Can Dogs Dream?
Keep on reading as we reveal one of the biggest mysteries: Do dogs dream? And if so, what do they dream about?
As a dog owner, you have probably witnessed, more than once, a situation when your dog starts making weird sounds while they’re sleeping and even starts running in place! Wow, what’s going on here? Why are they acting like humans when they sleep and dream? Is it possible that they are dreaming, too?
If you’re wondering too, stay with us as we reveal one of the biggest mysteries: Do dogs dream? And if so, what do they dream about?
Sleeping cycle in dogs
Understanding dreaming in dogs require us to learn more about their sleep cycle.
You probably know that people go through different phases in their sleeping cycle and that the dreaming phase starts at a very specific point in this cycle. Scientists believe the same goes with dogs.
Turns out, dogs also enter a sleep stage called ‘REM’ (rapid eye movement), during which they begin to breathe more irregularly while their eyes start moving rapidly.
REM sleep typically begins 20 minutes into a nap and lasts for two-to-three minutes. This is when you might notice your dog twitching and making sounds while their eyelids are flickering. That is the stage your dog is dreaming.
Scientists reporting in the journal Physiological Behavior in 1977 recorded the electrical activity of the brains of six-pointer dogs for 24 hours, and found that the dogs spent 44% of their time alert, 21% drowsy and 12% in REM sleep. They also spent 23% of their time in the deepest stage of non-REM sleep, called slow-wave sleep.
Dogs dream during their REM sleep which begins 20 minutes into a nap and lasts for 2-3 minutes.
Signs your dog is dreaming
If you notice your dog is in their REM phase, chances are they’re dreaming. This phase usually occurs during a short afternoon nap rather than a long night’s sleep.
Other than the rapid movement of the eyes and irregular breathing, there are other signs indicating your dog is dreaming. Just like people, canines react subconsciously to the images they dream of while they are sleeping. So, you can hear a roar, purr, whine or sob. Dogs can also move their legs as if they are running. They can even bark and wake themselves up.
The role of technology
We know humans are dreaming based on their shared experience, as well as on technology which allows us to monitor electrical impulses activity in our brain while we sleep. Dogs, on the other hand, cannot share their experience but luckily, the same technology can be applied on dogs brain too. And the results? Quite the same as humans.
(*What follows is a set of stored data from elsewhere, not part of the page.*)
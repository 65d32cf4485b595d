//! Column-oriented table shared by every stage of the engine
//!
//! A [`Table`] is a list of equally long named columns of [`Value`]s, which
//! lets node handles travel with the rows. Relational work happens on Arrow
//! batches: [`Table::to_record_batch`] and [`Table::from_record_batch`] cross
//! between the two.

use crate::error::{Error, Result};
use crate::value::Value;
use arrow_array::builder::{
    BooleanBuilder, Float64Builder, Int64Builder, StringBuilder, TimestampMicrosecondBuilder,
};
use arrow::compute::cast;
use arrow_array::cast::AsArray;
use arrow_array::types::{Float64Type, Int64Type, TimestampMicrosecondType};
use arrow_array::{Array, ArrayRef, RecordBatch, RecordBatchOptions};
use arrow_schema::{DataType, Field, Schema, TimeUnit};
use chrono::{DateTime, Utc};
use chrono_tz::Tz;
use std::sync::Arc;

#[derive(Debug, Clone, PartialEq)]
pub struct Column {
    pub name: String,
    pub values: Vec<Value>,
}

impl Column {
    pub fn new<S: Into<String>>(name: S, values: Vec<Value>) -> Self {
        Self {
            name: name.into(),
            values,
        }
    }

    #[must_use]
    pub fn is_all_null(&self) -> bool {
        self.values.iter().all(Value::is_null)
    }

    fn take(&self, rows: &[usize]) -> Column {
        Column {
            name: self.name.clone(),
            values: rows.iter().map(|&i| self.values[i].clone()).collect(),
        }
    }
}

#[derive(Debug, Clone, Default, PartialEq)]
pub struct Table {
    columns: Vec<Column>,
    rows: usize,
}

impl Table {
    /// A table with `rows` rows and no columns yet.
    #[must_use]
    pub fn with_rows(rows: usize) -> Self {
        Self {
            columns: Vec::new(),
            rows,
        }
    }

    pub fn from_columns(columns: Vec<Column>) -> Result<Self> {
        let rows = columns.first().map_or(0, |c| c.values.len());
        let mut table = Self::with_rows(rows);
        for column in columns {
            table.push_column(column)?;
        }
        Ok(table)
    }

    #[must_use]
    pub fn num_rows(&self) -> usize {
        self.rows
    }

    #[must_use]
    pub fn num_columns(&self) -> usize {
        self.columns.len()
    }

    #[must_use]
    pub fn is_empty(&self) -> bool {
        self.rows == 0
    }

    #[must_use]
    pub fn columns(&self) -> &[Column] {
        &self.columns
    }

    #[must_use]
    pub fn into_columns(self) -> Vec<Column> {
        self.columns
    }

    #[must_use]
    pub fn column_names(&self) -> Vec<&str> {
        self.columns.iter().map(|c| c.name.as_str()).collect()
    }

    #[must_use]
    pub fn position(&self, name: &str) -> Option<usize> {
        self.columns.iter().position(|c| c.name == name)
    }

    #[must_use]
    pub fn column(&self, name: &str) -> Option<&Column> {
        self.columns.iter().find(|c| c.name == name)
    }

    /// Like [`Table::column`] but a missing column is an error.
    pub fn require(&self, name: &str) -> Result<&Column> {
        self.column(name).ok_or_else(|| Error::column_not_found(name))
    }

    #[must_use]
    pub fn value(&self, row: usize, name: &str) -> Option<&Value> {
        self.column(name).and_then(|c| c.values.get(row))
    }

    pub fn push_column(&mut self, column: Column) -> Result<()> {
        if self.position(&column.name).is_some() {
            return Err(Error::invalid_shape(format!("duplicate column '{}'", column.name)));
        }
        if self.columns.is_empty() && self.rows == 0 {
            self.rows = column.values.len();
        }
        if column.values.len() != self.rows {
            return Err(Error::invalid_shape(format!(
                "column '{}' has {} rows, table has {}",
                column.name,
                column.values.len(),
                self.rows
            )));
        }
        self.columns.push(column);
        Ok(())
    }

    /// Replace a column of the same name in place, or append it.
    pub fn set_column(&mut self, column: Column) -> Result<()> {
        match self.position(&column.name) {
            Some(i) if column.values.len() == self.rows => {
                self.columns[i] = column;
                Ok(())
            }
            Some(_) => Err(Error::invalid_shape(format!(
                "column '{}' has {} rows, table has {}",
                column.name,
                column.values.len(),
                self.rows
            ))),
            None => self.push_column(column),
        }
    }

    pub fn column_mut(&mut self, name: &str) -> Option<&mut Column> {
        self.columns.iter_mut().find(|c| c.name == name)
    }

    pub fn drop_column(&mut self, name: &str) -> Option<Column> {
        let i = self.position(name)?;
        Some(self.columns.remove(i))
    }

    pub fn rename_column(&mut self, from: &str, to: &str) -> Result<()> {
        if from != to && self.position(to).is_some() {
            return Err(Error::invalid_shape(format!("duplicate column '{to}'")));
        }
        let column = self
            .column_mut(from)
            .ok_or_else(|| Error::column_not_found(from))?;
        column.name = to.to_string();
        Ok(())
    }

    /// New table holding `rows` in the given order.
    #[must_use]
    pub fn take_rows(&self, rows: &[usize]) -> Table {
        Table {
            columns: self.columns.iter().map(|c| c.take(rows)).collect(),
            rows: rows.len(),
        }
    }

    #[must_use]
    pub fn slice(&self, offset: usize, len: usize) -> Table {
        let end = (offset + len).min(self.rows);
        let rows: Vec<usize> = (offset.min(end)..end).collect();
        self.take_rows(&rows)
    }

    /// Drop columns whose every value is missing, except those `keep` accepts.
    /// Returns the dropped names.
    pub fn drop_all_null_columns<F: Fn(&str) -> bool>(&mut self, keep: F) -> Vec<String> {
        let mut dropped = Vec::new();
        self.columns.retain(|c| {
            if c.is_all_null() && !keep(&c.name) {
                dropped.push(c.name.clone());
                false
            } else {
                true
            }
        });
        dropped
    }

    /// Stack tables vertically. Columns are the union in first-seen order;
    /// cells a table lacks are missing.
    #[must_use]
    pub fn concat(tables: &[Table]) -> Table {
        let mut names: Vec<String> = Vec::new();
        for table in tables {
            for c in &table.columns {
                if !names.contains(&c.name) {
                    names.push(c.name.clone());
                }
            }
        }
        let rows: usize = tables.iter().map(Table::num_rows).sum();
        let columns = names
            .into_iter()
            .map(|name| {
                let mut values = Vec::with_capacity(rows);
                for table in tables {
                    match table.column(&name) {
                        Some(c) => values.extend(c.values.iter().cloned()),
                        None => values.extend(std::iter::repeat_n(Value::Null, table.rows)),
                    }
                }
                Column { name, values }
            })
            .collect();
        Table { columns, rows }
    }

    pub fn to_record_batch(&self) -> Result<RecordBatch> {
        let mut fields = Vec::with_capacity(self.columns.len());
        let mut arrays: Vec<ArrayRef> = Vec::with_capacity(self.columns.len());
        for column in &self.columns {
            let array = column_to_array(&column.values);
            fields.push(Field::new(&column.name, array.data_type().clone(), true));
            arrays.push(array);
        }
        let options = RecordBatchOptions::new().with_row_count(Some(self.rows));
        let batch = RecordBatch::try_new_with_options(Arc::new(Schema::new(fields)), arrays, &options)?;
        Ok(batch)
    }

    /// Read a batch back into cells. Timestamps without a parsable zone use `tz`.
    pub fn from_record_batch(batch: &RecordBatch, tz: Tz) -> Result<Table> {
        let mut table = Table::with_rows(batch.num_rows());
        for (field, array) in batch.schema().fields().iter().zip(batch.columns()) {
            table.push_column(Column::new(field.name(), array_values(array, tz)?))?;
        }
        Ok(table)
    }
}

/// Cells of one Arrow column. Types the engine never writes are read as text.
pub fn array_values(array: &ArrayRef, tz: Tz) -> Result<Vec<Value>> {
    let cell = |i: usize| !array.is_null(i);
    let values = match array.data_type() {
        DataType::Null => vec![Value::Null; array.len()],
        DataType::Boolean => {
            let a = array.as_boolean();
            (0..a.len()).map(|i| Value::from(cell(i).then(|| a.value(i)))).collect()
        }
        DataType::Int64 => {
            let a = array.as_primitive::<Int64Type>();
            (0..a.len()).map(|i| Value::from(cell(i).then(|| a.value(i)))).collect()
        }
        DataType::Float64 => {
            let a = array.as_primitive::<Float64Type>();
            (0..a.len()).map(|i| Value::from(cell(i).then(|| a.value(i)))).collect()
        }
        DataType::Utf8 => {
            let a = array.as_string::<i32>();
            (0..a.len()).map(|i| Value::from(cell(i).then(|| a.value(i)))).collect()
        }
        DataType::Timestamp(TimeUnit::Microsecond, zone) => {
            let zone = zone
                .as_deref()
                .and_then(|z| z.parse::<Tz>().ok())
                .unwrap_or(tz);
            let a = array.as_primitive::<TimestampMicrosecondType>();
            (0..a.len())
                .map(|i| {
                    let t = cell(i)
                        .then(|| DateTime::<Utc>::from_timestamp_micros(a.value(i)))
                        .flatten();
                    Value::from(t.map(|t| t.with_timezone(&zone)))
                })
                .collect()
        }
        _ => {
            let text = cast(array, &DataType::Utf8)?;
            return array_values(&text, tz);
        }
    };
    Ok(values)
}

fn column_to_array(values: &[Value]) -> ArrayRef {
    let present = || values.iter().filter(|v| !v.is_null());
    let any_present = present().next().is_some();

    if any_present && present().all(|v| matches!(v, Value::Int(_))) {
        let mut b = Int64Builder::with_capacity(values.len());
        for v in values {
            match v {
                Value::Int(i) => b.append_value(*i),
                _ => b.append_null(),
            }
        }
        return Arc::new(b.finish());
    }
    if any_present && present().all(|v| matches!(v, Value::Int(_) | Value::Float(_))) {
        let mut b = Float64Builder::with_capacity(values.len());
        for v in values {
            b.append_option(if v.is_null() { None } else { v.as_f64() });
        }
        return Arc::new(b.finish());
    }
    if any_present && present().all(|v| matches!(v, Value::Bool(_))) {
        let mut b = BooleanBuilder::with_capacity(values.len());
        for v in values {
            match v {
                Value::Bool(x) => b.append_value(*x),
                _ => b.append_null(),
            }
        }
        return Arc::new(b.finish());
    }
    if any_present && present().all(|v| matches!(v, Value::Time(_))) {
        let tz = present()
            .find_map(Value::as_time)
            .map(|t| t.timezone().name().to_string())
            .unwrap_or_else(|| "UTC".to_string());
        let mut b = TimestampMicrosecondBuilder::with_capacity(values.len());
        for v in values {
            match v {
                Value::Time(t) => b.append_value(t.timestamp_micros()),
                _ => b.append_null(),
            }
        }
        return Arc::new(b.finish().with_timezone(tz));
    }

    let mut b = StringBuilder::new();
    for v in values {
        if v.is_null() {
            b.append_null();
        } else {
            b.append_value(v.to_string());
        }
    }
    Arc::new(b.finish())
}

/// Shared read access for every table-shaped value the engine returns.
pub trait Tabular {
    fn table(&self) -> &Table;

    fn num_rows(&self) -> usize {
        self.table().num_rows()
    }

    fn column_names(&self) -> Vec<&str> {
        self.table().column_names()
    }

    fn to_record_batch(&self) -> Result<RecordBatch> {
        self.table().to_record_batch()
    }
}

impl Tabular for Table {
    fn table(&self) -> &Table {
        self
    }
}

#[cfg(test)]
mod tests {
    use super::*;
    use chrono::TimeZone;

    fn text(values: &[Option<&str>]) -> Vec<Value> {
        values.iter().map(|v| Value::from(*v)).collect()
    }

    fn table(cols: Vec<(&str, Vec<Value>)>) -> Table {
        Table::from_columns(cols.into_iter().map(|(n, v)| Column::new(n, v)).collect()).unwrap()
    }

    #[test]
    fn test_push_column_checks_shape() {
        let mut t = table(vec![("a", text(&[Some("x"), Some("y")]))]);
        assert!(matches!(
            t.push_column(Column::new("b", text(&[Some("x")]))),
            Err(Error::InvalidShape(_))
        ));
        assert!(matches!(
            t.push_column(Column::new("a", text(&[Some("x"), None]))),
            Err(Error::InvalidShape(_))
        ));
        assert!(matches!(t.require("zz"), Err(Error::NotFound { .. })));
    }

    #[test]
    fn test_concat_unions_columns() {
        let a = table(vec![("x", text(&[Some("1")]))]);
        let b = table(vec![("y", text(&[Some("2"), Some("3")])), ("x", text(&[None, Some("4")]))]);
        let c = Table::concat(&[a, b]);
        assert_eq!(c.column_names(), vec!["x", "y"]);
        assert_eq!(c.num_rows(), 3);
        assert!(c.column("y").unwrap().values[0].is_null());
        assert_eq!(c.column("x").unwrap().values[2], Value::from("4"));
    }

    #[test]
    fn test_record_batch_types() {
        let tz: Tz = "Europe/Brussels".parse().unwrap();
        let t0 = tz.with_ymd_and_hms(2022, 7, 1, 12, 0, 0).unwrap();
        let t = table(vec![
            ("f", vec![Value::Float(1.5), Value::Int(2), Value::Null]),
            ("i", vec![Value::Int(1), Value::Null, Value::Int(3)]),
            ("t", vec![Value::Time(t0), Value::Null, Value::Time(t0)]),
            ("s", vec![Value::from("x"), Value::Int(1), Value::Null]),
        ]);
        let batch = t.to_record_batch().unwrap();
        let schema = batch.schema();
        assert_eq!(schema.field(0).data_type(), &DataType::Float64);
        assert_eq!(schema.field(1).data_type(), &DataType::Int64);
        assert_eq!(
            schema.field(2).data_type(),
            &DataType::Timestamp(TimeUnit::Microsecond, Some("Europe/Brussels".into()))
        );
        assert_eq!(schema.field(3).data_type(), &DataType::Utf8);
        assert_eq!(batch.column(3).null_count(), 1);
        assert_eq!(batch.num_rows(), 3);
    }

    #[test]
    fn test_record_batch_reads_back_into_cells() {
        let tz: Tz = "Europe/Brussels".parse().unwrap();
        let t0 = tz.with_ymd_and_hms(2022, 7, 1, 12, 0, 0).unwrap();
        let t = table(vec![
            ("i", vec![Value::Int(1), Value::Null]),
            ("t", vec![Value::Null, Value::Time(t0)]),
            ("s", vec![Value::from("x"), Value::Null]),
        ]);
        let back = Table::from_record_batch(&t.to_record_batch().unwrap(), Tz::UTC).unwrap();
        assert_eq!(back, t);
        assert_eq!(back.value(1, "t").and_then(Value::as_time).map(|t| t.timezone()), Some(tz));
    }

    #[test]
    fn test_record_batch_without_columns() {
        let batch = Table::with_rows(4).to_record_batch().unwrap();
        assert_eq!(batch.num_rows(), 4);
        assert_eq!(batch.num_columns(), 0);
    }
}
Turns out, all those attention-grabbing nighttime shuffles are actually part of your dog’s dreams.
What do dogs dream about?
Well, this is definitely the most interesting question of all!
If dogs do dream like humans, are their dreams similar too? While no one knows for sure what dogs dreams about, researchers think they likely dream about dog things like chasing cats or squirrels and playing fetch with you.
Just like humans, they can also have bad dreams or nightmares during which they may replay traumatic events or dream about fears like being alone, getting in a fight with another dog, or being in a thunderstorm.
A few years ago, Dr. Deirdre Barrett, Clinical and Evolutionary Psychologist and teacher at Harvard Medical School spoke to People magazine and said that dogs are likely dreaming about their owners too. Yep, your face, smell, mutual experiences, are all part of your dog’s dreams.
The role of a dog’s size
Some dogs dream more than others. Apparently, a dog’s size plays a role when it comes to dreams: Small dogs and puppies dream fast and often, with 60-second dreams every ten minutes or so, while larger dogs have longer dreams—up to about five minutes—with an hour of non-dream time between dreaming sessions.
Is it a seizure or a dream?
Sometimes, the warning signs of canine seizures may be very similar to the signs your dog is dreaming. How can you distinguish between them?
Dog seizures are irregular motoric movements created in the brain, while dreams are regular electrical impulses. The tics during a dream usually last for a short time whereas the spasms of a seizure typically last longer and are much more violent. Seizures occur in limbs that can become rigid and stiff.
While no one knows for sure what dogs dream about, researchers think they likely dream about dog things like chasing cats or squirrels and playing fetch with you
Check about dog insurance today and save yourself the trouble when anything unexpected happens.
No matter what our dogs dream about, there is some comfort in believing that they, like us, have dreams and fears that play out in their sleep, making us more alike than different.